A threat actor known as RedFly has compromised the network of an unnamed national electricity grid organization in Asia and had been quietly present in the victim network for six months, according to a new report from Symantec researchers.
The espionage group used the ShadowPad remote access trojan to compromise the target organization and steal credentials. While this RAT is a publicly available tool known to be used by multiple threat actors, the recent campaign leveraged tools and infrastructure previously linked to a cluster of APT41 activity (aka Brass Typhoon, Wicked Panda, Winnti, and Red Echo). Symantec tracks this recent activity as RedFly.
The first evidence of intrusion dates back to February 28, 2023, when ShadowPad was executed on a single computer. The malware was executed again in May, which suggests that the attackers maintained access to the network for three months.

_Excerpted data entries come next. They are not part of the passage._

#![forbid(unsafe_code)]
#![deny(
    warnings,
    dead_code,
    unused,
    unused_imports,
    unused_must_use,
    unreachable_pub,
    clippy::all,
    clippy::pedantic,
    clippy::nursery,
    rustdoc::broken_intra_doc_links,
    rustdoc::bare_urls,
    missing_docs
)]
#![allow(clippy::module_name_repetitions)]

//! Partitioned append log and the batching consumer that drains it.
//!
//! Layout: `record.rs` (log records), `log.rs` (in-memory partitioned log and
//! tailers), `batch.rs` (size/time batching consumer), `pool.rs` (one task
//! per partition), `error.rs`.
//!
//! Each partition is drained by exactly one task; the batch buffer and timer
//! deadline are locals of that task and never shared.

pub mod batch;
pub mod error;
pub mod log;
pub mod pool;
pub mod record;

pub use batch::{BatchProcessor, BatchingConsumer, ConsumerSummary};
pub use error::{StreamError, StreamResult};
pub use log::{LogTailer, MemoryLog, RecordSource};
pub use pool::{ConsumerHandle, spawn_partition_consumers};
pub use record::{ReadRecord, Record};
//! In-memory partitioned append log.
//!
//! Appends land on the partition selected by a stable hash of the record key.
//! Each partition is an append-only vector guarded by its own mutex; a watch
//! channel per partition wakes tailers waiting at the end of the log.

use std::sync::{Arc, Mutex, MutexGuard};

use async_trait::async_trait;
use sheaf_core::{LogAppender, LogOffset};
use tokio::sync::watch;
use tracing::debug;

use crate::error::{StreamError, StreamResult};
use crate::record::{ReadRecord, Record};

const FNV_OFFSET_BASIS: u64 = 0xcbf2_9ce4_8422_2325;
const FNV_PRIME: u64 = 0x0000_0100_0000_01b3;

/// Ordered supply of records for one partition consumer.
#[async_trait]
pub trait RecordSource: Send {
    /// Wait for the next record; `None` once the source is exhausted.
    async fn next_record(&mut self) -> Option<ReadRecord>;
}

/// Append-only log split into a fixed number of partitions.
///
/// Clones share the same underlying partitions.
#[derive(Clone)]
pub struct MemoryLog {
    inner: Arc<LogInner>,
}

struct LogInner {
    name: String,
    partitions: Vec<Partition>,
}

struct Partition {
    state: Mutex<PartitionState>,
    signal: watch::Sender<u64>,
}

#[derive(Default)]
struct PartitionState {
    records: Vec<Record>,
    closed: bool,
}

enum Poll {
    Ready(Record),
    Pending,
    Closed,
}

impl Partition {
    fn new() -> Self {
        let (signal, _) = watch::channel(0);
        Self {
            state: Mutex::new(PartitionState::default()),
            signal,
        }
    }

    fn lock(&self) -> MutexGuard<'_, PartitionState> {
        self.state
            .lock()
            .unwrap_or_else(std::sync::PoisonError::into_inner)
    }

    fn poll(&self, offset: u64) -> Poll {
        let state = self.lock();
        let record = usize::try_from(offset)
            .ok()
            .and_then(|index| state.records.get(index));
        match record {
            Some(record) => Poll::Ready(record.clone()),
            None if state.closed => Poll::Closed,
            None => Poll::Pending,
        }
    }
}

impl MemoryLog {
    /// Create a log named `name` with `partitions` partitions (at least one).
    #[must_use]
    pub fn new(name: impl Into<String>, partitions: u32) -> Self {
        let partitions = (0..partitions.max(1)).map(|_| Partition::new()).collect();
        Self {
            inner: Arc::new(LogInner {
                name: name.into(),
                partitions,
            }),
        }
    }

    /// Stream name.
    #[must_use]
    pub fn name(&self) -> &str {
        &self.inner.name
    }

    /// Number of partitions.
    #[must_use]
    pub fn partitions(&self) -> u32 {
        u32::try_from(self.inner.partitions.len()).unwrap_or(u32::MAX)
    }

    /// Partition that records keyed `key` are routed to.
    #[must_use]
    pub fn partition_for(&self, key: &str) -> u32 {
        let hash = key.bytes().fold(FNV_OFFSET_BASIS, |hash, byte| {
            (hash ^ u64::from(byte)).wrapping_mul(FNV_PRIME)
        });
        u32::try_from(hash % u64::from(self.partitions())).unwrap_or(0)
    }

    /// Number of records stored in `partition`.
    ///
    /// # Errors
    ///
    /// Returns [`StreamError::UnknownPartition`] if `partition` is out of range.
    pub fn len(&self, partition: u32) -> StreamResult<u64> {
        let records = self.partition(partition)?.lock().records.len();
        Ok(u64::try_from(records).unwrap_or(u64::MAX))
    }

    /// Append a record, returning the partition and offset it landed on.
    ///
    /// # Errors
    ///
    /// Returns [`StreamError::Closed`] once [`MemoryLog::close`] has been called.
    pub fn append_record(&self, key: &str, payload: Vec<u8>) -> StreamResult<LogOffset> {
        let partition = self.partition_for(key);
        let target = self.partition(partition)?;
        let offset = {
            let mut state = target.lock();
            if state.closed {
                return Err(StreamError::Closed {
                    stream: self.inner.name.clone(),
                });
            }
            state.records.push(Record::new(key, payload));
            u64::try_from(state.records.len()).unwrap_or(u64::MAX)
        };
        target.signal.send_replace(offset);
        debug!(stream = %self.inner.name, partition, offset = offset - 1, "record appended");
        Ok(LogOffset {
            partition,
            offset: offset - 1,
        })
    }

    /// Tail `partition` from its first record.
    ///
    /// # Errors
    ///
    /// Returns [`StreamError::UnknownPartition`] if `partition` is out of range.
    pub fn tailer(&self, partition: u32) -> StreamResult<LogTailer> {
        self.tailer_from(partition, 0)
    }

    /// Tail `partition` starting at `offset`.
    ///
    /// # Errors
    ///
    /// Returns [`StreamError::UnknownPartition`] if `partition` is out of range.
    pub fn tailer_from(&self, partition: u32, offset: u64) -> StreamResult<LogTailer> {
        let signal = self.partition(partition)?.signal.subscribe();
        Ok(LogTailer {
            log: self.clone(),
            partition,
            next: offset,
            signal,
        })
    }

    /// Stop accepting appends; tailers end after draining what was stored.
    pub fn close(&self) {
        for partition in &self.inner.partitions {
            partition.lock().closed = true;
            partition.signal.send_modify(|_| {});
        }
        debug!(stream = %self.inner.name, "log closed");
    }

    fn partition(&self, partition: u32) -> StreamResult<&Partition> {
        usize::try_from(partition)
            .ok()
            .and_then(|index| self.inner.partitions.get(index))
            .ok_or_else(|| StreamError::UnknownPartition {
                stream: self.inner.name.clone(),
                partition,
                partitions: self.partitions(),
            })
    }
}

#[async_trait]
impl LogAppender for MemoryLog {
    async fn append(&self, key: &str, payload: Vec<u8>) -> anyhow::Result<LogOffset> {
        Ok(self.append_record(key, payload)?)
    }
}

/// Cursor over one partition that waits for new appends at the end.
pub struct LogTailer {
    log: MemoryLog,
    partition: u32,
    next: u64,
    signal: watch::Receiver<u64>,
}

impl LogTailer {
    /// Partition this tailer reads.
    #[must_use]
    pub const fn partition(&self) -> u32 {
        self.partition
    }

    /// Offset of the next record to be returned.
    #[must_use]
    pub const fn position(&self) -> u64 {
        self.next
    }
}

#[async_trait]
impl RecordSource for LogTailer {
    async fn next_record(&mut self) -> Option<ReadRecord> {
        loop {
            self.signal.mark_unchanged();
            let poll = match self.log.partition(self.partition) {
                Ok(partition) => partition.poll(self.next),
                Err(_) => return None,
            };
            match poll {
                Poll::Ready(record) => {
                    let offset = self.next;
                    self.next += 1;
                    return Some(ReadRecord {
                        partition: self.partition,
                        offset,
                        record,
                    });
                }
                Poll::Closed => return None,
                Poll::Pending => {
                    if self.signal.changed().await.is_err() {
                        return None;
                    }
                }
            }
        }
    }
}

#[cfg(test)]
mod tests {
    use super::*;
    use std::time::Duration;
    use tokio::time::timeout;

    #[test]
    fn equal_keys_share_a_partition() {
        let log = MemoryLog::new("documentSet", 8);
        let key = "6f1c9e0a-3b7d-4d55-9a2e-0c1f4b7e9d21";
        let first = log.partition_for(key);
        for _ in 0..16 {
            assert_eq!(log.partition_for(key), first);
        }
        assert!(first < 8);
        assert_eq!(MemoryLog::new("other", 8).partition_for(key), first);
    }

    #[test]
    fn keys_spread_across_partitions() {
        let log = MemoryLog::new("documentSet", 4);
        let used: std::collections::HashSet<u32> = (0..64)
            .map(|n| log.partition_for(&format!("action-{n}")))
            .collect();
        assert_eq!(used.len(), 4);
    }

    #[test]
    fn zero_partitions_falls_back_to_one() {
        let log = MemoryLog::new("documentSet", 0);
        assert_eq!(log.partitions(), 1);
        assert_eq!(log.partition_for("anything"), 0);
    }

    #[tokio::test]
    async fn appends_are_offset_ordered_per_partition() -> anyhow::Result<()> {
        let log = MemoryLog::new("documentSet", 2);
        let a = log.append("same", b"a".to_vec()).await?;
        let b = log.append("same", b"b".to_vec()).await?;
        assert_eq!(a.partition, b.partition);
        assert_eq!((a.offset, b.offset), (0, 1));
        assert_eq!(log.len(a.partition)?, 2);

        let mut tailer = log.tailer(a.partition)?;
        let first = tailer.next_record().await.expect("first record");
        let second = tailer.next_record().await.expect("second record");
        assert_eq!(first.record.payload, b"a");
        assert_eq!(second.offset, 1);
        assert_eq!(tailer.position(), 2);
        Ok(())
    }

    #[tokio::test]
    async fn tailer_wakes_on_append() -> anyhow::Result<()> {
        let log = MemoryLog::new("documentSet", 1);
        let mut tailer = log.tailer(0)?;
        let writer = log.clone();
        let pending = tokio::spawn(async move { tailer.next_record().await });
        tokio::task::yield_now().await;
        writer.append_record("k", b"late".to_vec())?;

        let read = timeout(Duration::from_secs(1), pending).await??;
        assert_eq!(read.map(|read| read.record.payload), Some(b"late".to_vec()));
        Ok(())
    }

    #[tokio::test]
    async fn close_drains_then_ends_tailers() -> anyhow::Result<()> {
        let log = MemoryLog::new("documentSet", 1);
        log.append_record("k", b"kept".to_vec())?;
        log.close();

        assert!(matches!(
            log.append_record("k", Vec::new()),
            Err(StreamError::Closed { .. })
        ));
        let mut tailer = log.tailer_from(0, 0)?;
        assert!(tailer.next_record().await.is_some());
        assert!(tailer.next_record().await.is_none());
        Ok(())
    }

    #[test]
    fn unknown_partition_is_rejected() {
        let log = MemoryLog::new("documentSet", 2);
        assert!(matches!(
            log.tailer(2),
            Err(StreamError::UnknownPartition {
                partition: 2,
                partitions: 2,
                ..
            })
        ));
    }
}
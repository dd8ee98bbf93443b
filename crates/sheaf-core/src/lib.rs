#![forbid(unsafe_code)]
#![deny(
    warnings,
    dead_code,
    unused,
    unused_imports,
    unused_must_use,
    unreachable_pub,
    clippy::all,
    clippy::pedantic,
    clippy::nursery,
    rustdoc::broken_intra_doc_links,
    rustdoc::bare_urls,
    missing_docs
)]
#![allow(clippy::module_name_repetitions)]

//! Bulk action data model and collaborator contracts shared across Sheaf.
//!
//! Layout: `model/` (commands, statuses, identifiers), `codec.rs` (JSON and
//! timestamp encoding), `service/` (status store and log contracts).

pub mod codec;
pub mod error;
pub mod model;
pub mod service;

pub use codec::{decode_command, encode_command, format_instant, parse_instant};
pub use error::{BulkError, BulkResult};
pub use model::{BulkActionId, BulkCommand, BulkState, BulkStatus};
pub use service::{LogAppender, LogOffset, StatusStore};
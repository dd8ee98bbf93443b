//! Prometheus-backed metrics registry and snapshot helpers.
//!
//! # Design
//! - Encapsulates collector registration to keep the public API small.
//! - Exposes the counters that describe submissions, status reads, and batch flushes.

use std::sync::Arc;

use prometheus::core::Collector;
use prometheus::{Encoder, IntCounter, IntCounterVec, IntGauge, Opts, Registry, TextEncoder};
use serde::Serialize;

use crate::error::{CollectorStage, Result, TelemetryError};

/// Why a batching consumer handed its buffer to the processing hook.
#[derive(Debug, Clone, Copy, PartialEq, Eq)]
pub enum FlushReason {
    /// The buffer reached the configured batch size.
    Size,
    /// The batch latency deadline elapsed.
    Timer,
    /// A control record requested an immediate flush.
    Forced,
    /// The consumer was stopping with flush-on-shutdown enabled.
    Shutdown,
}

impl FlushReason {
    /// Label value used in metrics and logs.
    #[must_use]
    pub const fn as_str(self) -> &'static str {
        match self {
            Self::Size => "size",
            Self::Timer => "timer",
            Self::Forced => "forced",
            Self::Shutdown => "shutdown",
        }
    }
}

/// Prometheus-backed metrics registry shared across services.
#[derive(Clone)]
pub struct Metrics {
    inner: Arc<MetricsInner>,
}

struct MetricsInner {
    registry: Registry,
    bulk_actions_submitted_total: IntCounter,
    bulk_actions_rejected_total: IntCounter,
    bulk_status_reads_total: IntCounterVec,
    batch_flushes_total: IntCounterVec,
    batch_entries_total: IntCounter,
    consumer_partitions_active: IntGauge,
}

/// Snapshot of selected gauges and counters for health reporting.
#[derive(Debug, Clone, Serialize)]
pub struct MetricsSnapshot {
    /// Bulk actions accepted and logged.
    pub bulk_actions_submitted_total: u64,
    /// Bulk actions rejected before submission.
    pub bulk_actions_rejected_total: u64,
    /// Entries handed to processing hooks.
    pub batch_entries_total: u64,
    /// Partition consumers currently running.
    pub consumer_partitions_active: i64,
}

impl Metrics {
    /// Construct a new metrics registry with the standard collectors registered.
    ///
    /// # Errors
    ///
    /// Returns an error if any of the Prometheus collectors cannot be built or
    /// registered.
    pub fn new() -> Result<Self> {
        let registry = Registry::new();

        let bulk_actions_submitted_total = register(
            &registry,
            "bulk_actions_submitted_total",
            IntCounter::with_opts(Opts::new(
                "bulk_actions_submitted_total",
                "Bulk actions persisted and appended to the command stream",
            )),
        )?;
        let bulk_actions_rejected_total = register(
            &registry,
            "bulk_actions_rejected_total",
            IntCounter::with_opts(Opts::new(
                "bulk_actions_rejected_total",
                "Bulk actions rejected before any state was persisted",
            )),
        )?;
        let bulk_status_reads_total = register(
            &registry,
            "bulk_status_reads_total",
            IntCounterVec::new(
                Opts::new("bulk_status_reads_total", "Bulk status lookups by outcome"),
                &["outcome"],
            ),
        )?;
        let batch_flushes_total = register(
            &registry,
            "batch_flushes_total",
            IntCounterVec::new(
                Opts::new("batch_flushes_total", "Batch flushes by trigger"),
                &["reason"],
            ),
        )?;
        let batch_entries_total = register(
            &registry,
            "batch_entries_total",
            IntCounter::with_opts(Opts::new(
                "batch_entries_total",
                "Entries delivered to batch processing hooks",
            )),
        )?;
        let consumer_partitions_active = register(
            &registry,
            "consumer_partitions_active",
            IntGauge::with_opts(Opts::new(
                "consumer_partitions_active",
                "Partition consumers currently running",
            )),
        )?;

        Ok(Self {
            inner: Arc::new(MetricsInner {
                registry,
                bulk_actions_submitted_total,
                bulk_actions_rejected_total,
                bulk_status_reads_total,
                batch_flushes_total,
                batch_entries_total,
                consumer_partitions_active,
            }),
        })
    }

    /// Increment the accepted submission counter.
    pub fn inc_bulk_submitted(&self) {
        self.inner.bulk_actions_submitted_total.inc();
    }

    /// Increment the rejected submission counter.
    pub fn inc_bulk_rejected(&self) {
        self.inner.bulk_actions_rejected_total.inc();
    }

    /// Increment the status lookup counter for the given outcome.
    pub fn inc_status_read(&self, outcome: &str) {
        self.inner
            .bulk_status_reads_total
            .with_label_values(&[outcome])
            .inc();
    }

    /// Record a batch flush and the number of entries it carried.
    pub fn observe_flush(&self, reason: FlushReason, entries: usize) {
        self.inner
            .batch_flushes_total
            .with_label_values(&[reason.as_str()])
            .inc();
        self.inner
            .batch_entries_total
            .inc_by(u64::try_from(entries).unwrap_or(u64::MAX));
    }

    /// Count a partition consumer as started.
    pub fn inc_active_partitions(&self) {
        self.inner.consumer_partitions_active.inc();
    }

    /// Count a partition consumer as stopped.
    pub fn dec_active_partitions(&self) {
        self.inner.consumer_partitions_active.dec();
    }

    /// Number of flushes recorded for `reason`.
    #[must_use]
    pub fn flushes(&self, reason: FlushReason) -> u64 {
        self.inner
            .batch_flushes_total
            .with_label_values(&[reason.as_str()])
            .get()
    }

    /// Render the metrics registry using the Prometheus text exposition format.
    ///
    /// # Errors
    ///
    /// Returns an error if the metrics cannot be encoded or if the encoded
    /// buffer is not valid UTF-8.
    pub fn render(&self) -> Result<String> {
        let encoder = TextEncoder::new();
        let metric_families = self.inner.registry.gather();
        let mut buffer = Vec::new();
        encoder
            .encode(&metric_families, &mut buffer)
            .map_err(|source| TelemetryError::Exposition {
                source: Box::new(source),
            })?;
        String::from_utf8(buffer).map_err(|source| TelemetryError::Exposition {
            source: Box::new(source),
        })
    }

    /// Take a point-in-time snapshot of the most relevant gauges and counters.
    #[must_use]
    pub fn snapshot(&self) -> MetricsSnapshot {
        MetricsSnapshot {
            bulk_actions_submitted_total: self.inner.bulk_actions_submitted_total.get(),
            bulk_actions_rejected_total: self.inner.bulk_actions_rejected_total.get(),
            batch_entries_total: self.inner.batch_entries_total.get(),
            consumer_partitions_active: self.inner.consumer_partitions_active.get(),
        }
    }
}

fn register<C>(
    registry: &Registry,
    name: &'static str,
    collector: prometheus::Result<C>,
) -> Result<C>
where
    C: Collector + Clone + 'static,
{
    let collector = collector.map_err(|source| TelemetryError::Collector {
        metric: name,
        stage: CollectorStage::Build,
        source,
    })?;
    registry
        .register(Box::new(collector.clone()))
        .map_err(|source| TelemetryError::Collector {
            metric: name,
            stage: CollectorStage::Register,
            source,
        })?;
    Ok(collector)
}

#[cfg(test)]
mod tests {
    use super::*;

    #[test]
    fn metrics_snapshot_reflects_updates() -> Result<()> {
        let metrics = Metrics::new()?;
        metrics.inc_bulk_submitted();
        metrics.inc_bulk_submitted();
        metrics.inc_bulk_rejected();
        metrics.inc_status_read("found");
        metrics.observe_flush(FlushReason::Size, 10);
        metrics.observe_flush(FlushReason::Timer, 3);
        metrics.observe_flush(FlushReason::Timer, 0);
        metrics.inc_active_partitions();
        metrics.inc_active_partitions();
        metrics.dec_active_partitions();

        let snapshot = metrics.snapshot();
        assert_eq!(snapshot.bulk_actions_submitted_total, 2);
        assert_eq!(snapshot.bulk_actions_rejected_total, 1);
        assert_eq!(snapshot.batch_entries_total, 13);
        assert_eq!(snapshot.consumer_partitions_active, 1);
        assert_eq!(metrics.flushes(FlushReason::Timer), 2);
        assert_eq!(metrics.flushes(FlushReason::Forced), 0);

        let rendered = metrics.render()?;
        assert!(rendered.contains("bulk_actions_submitted_total"));
        assert!(rendered.contains("batch_flushes_total{reason=\"size\"} 1"));
        Ok(())
    }

    #[test]
    fn registries_are_independent() -> Result<()> {
        let first = Metrics::new()?;
        let second = Metrics::new()?;
        first.inc_bulk_submitted();
        assert_eq!(second.snapshot().bulk_actions_submitted_total, 0);
        Ok(())
    }

    #[test]
    fn collector_setup_failures_carry_the_metric() {
        let registry = Registry::new();
        register(
            &registry,
            "bulk_actions_submitted_total",
            IntCounter::new("bulk_actions_submitted_total", "help"),
        )
        .unwrap();

        let duplicate = register(
            &registry,
            "bulk_actions_submitted_total",
            IntCounter::new("bulk_actions_submitted_total", "help"),
        )
        .unwrap_err();
        assert!(matches!(
            duplicate,
            TelemetryError::Collector {
                stage: CollectorStage::Register,
                ..
            }
        ));
        assert_eq!(duplicate.metric(), Some("bulk_actions_submitted_total"));

        let invalid = register(&registry, "bad name", IntCounter::new("bad name", "help"))
            .unwrap_err();
        assert!(matches!(
            invalid,
            TelemetryError::Collector {
                stage: CollectorStage::Build,
                metric: "bad name",
                ..
            }
        ));
    }
}
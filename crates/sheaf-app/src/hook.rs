//! Processing hook for the command stream.
//!
//! Decodes each logged command and records its receipt. Executing the action
//! itself belongs to downstream executors.

use std::sync::Arc;
use std::sync::atomic::{AtomicU64, Ordering};

use anyhow::Context;
use async_trait::async_trait;
use sheaf_core::{BulkActionId, BulkCommand, decode_command};
use sheaf_stream::{BatchProcessor, Record};
use tracing::info;

/// A command read back from the log.
#[derive(Debug, Clone, PartialEq, Eq)]
pub struct ScheduledCommand {
    /// Action the command belongs to.
    pub id: BulkActionId,
    /// The decoded command.
    pub command: BulkCommand,
}

/// Shared count of commands handed to the hook across partitions.
#[derive(Debug, Clone, Default)]
pub struct ReceiptCounter(Arc<AtomicU64>);

impl ReceiptCounter {
    /// Commands received so far.
    #[must_use]
    pub fn get(&self) -> u64 {
        self.0.load(Ordering::Relaxed)
    }

    fn record(&self, count: u64) {
        self.0.fetch_add(count, Ordering::Relaxed);
    }
}

/// Hook that logs every scheduled command batch.
pub struct ScheduledCommandHook {
    partition: u32,
    receipts: ReceiptCounter,
}

impl ScheduledCommandHook {
    /// Hook for `partition` reporting into `receipts`.
    #[must_use]
    pub const fn new(partition: u32, receipts: ReceiptCounter) -> Self {
        Self {
            partition,
            receipts,
        }
    }
}

#[async_trait]
impl BatchProcessor for ScheduledCommandHook {
    type Entry = ScheduledCommand;

    fn entries_from_record(&mut self, record: &Record) -> anyhow::Result<Vec<ScheduledCommand>> {
        let id = record
            .key
            .parse::<BulkActionId>()
            .context("record key is not a bulk action id")?;
        let command = decode_command(&record.payload).context("record payload is not a command")?;
        Ok(vec![ScheduledCommand { id, command }])
    }

    async fn process_batch(&mut self, entries: Vec<ScheduledCommand>) -> anyhow::Result<()> {
        if entries.is_empty() {
            return Ok(());
        }
        for entry in &entries {
            info!(
                partition = self.partition,
                bulk_action_id = %entry.id,
                repository = %entry.command.repository,
                action = entry.command.action.as_deref().unwrap_or("-"),
                "bulk command received"
            );
        }
        self.receipts
            .record(u64::try_from(entries.len()).unwrap_or(u64::MAX));
        Ok(())
    }
}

The threat actor used a number of tools in the attack, including a keylogger that captured strokes in the log files in the hacked system, an espionage tool called Packerloader used to execute code that modified a driver file's permissions, as well as for creating credential dumps in the Windows registry and wiping Windows security event logs.
The attackers have also been observed utilizing PowerShell to run commands to collect information about specific storage devices on the compromised system.
“The frequency at which CNI organizations are being attacked appears to have increased over the past year and is now a source of concern. Threat actors maintaining a long-term, persistent presence on a national grid presents a clear risk of attacks designed to disrupt power supplies and other vital services in nation-states during times of increased political tension. While Symantec has not seen any disruptive activity by Redfly, the fact that such attacks have occurred in other regions means they are not outside the bounds of possibility,” the researchers warned.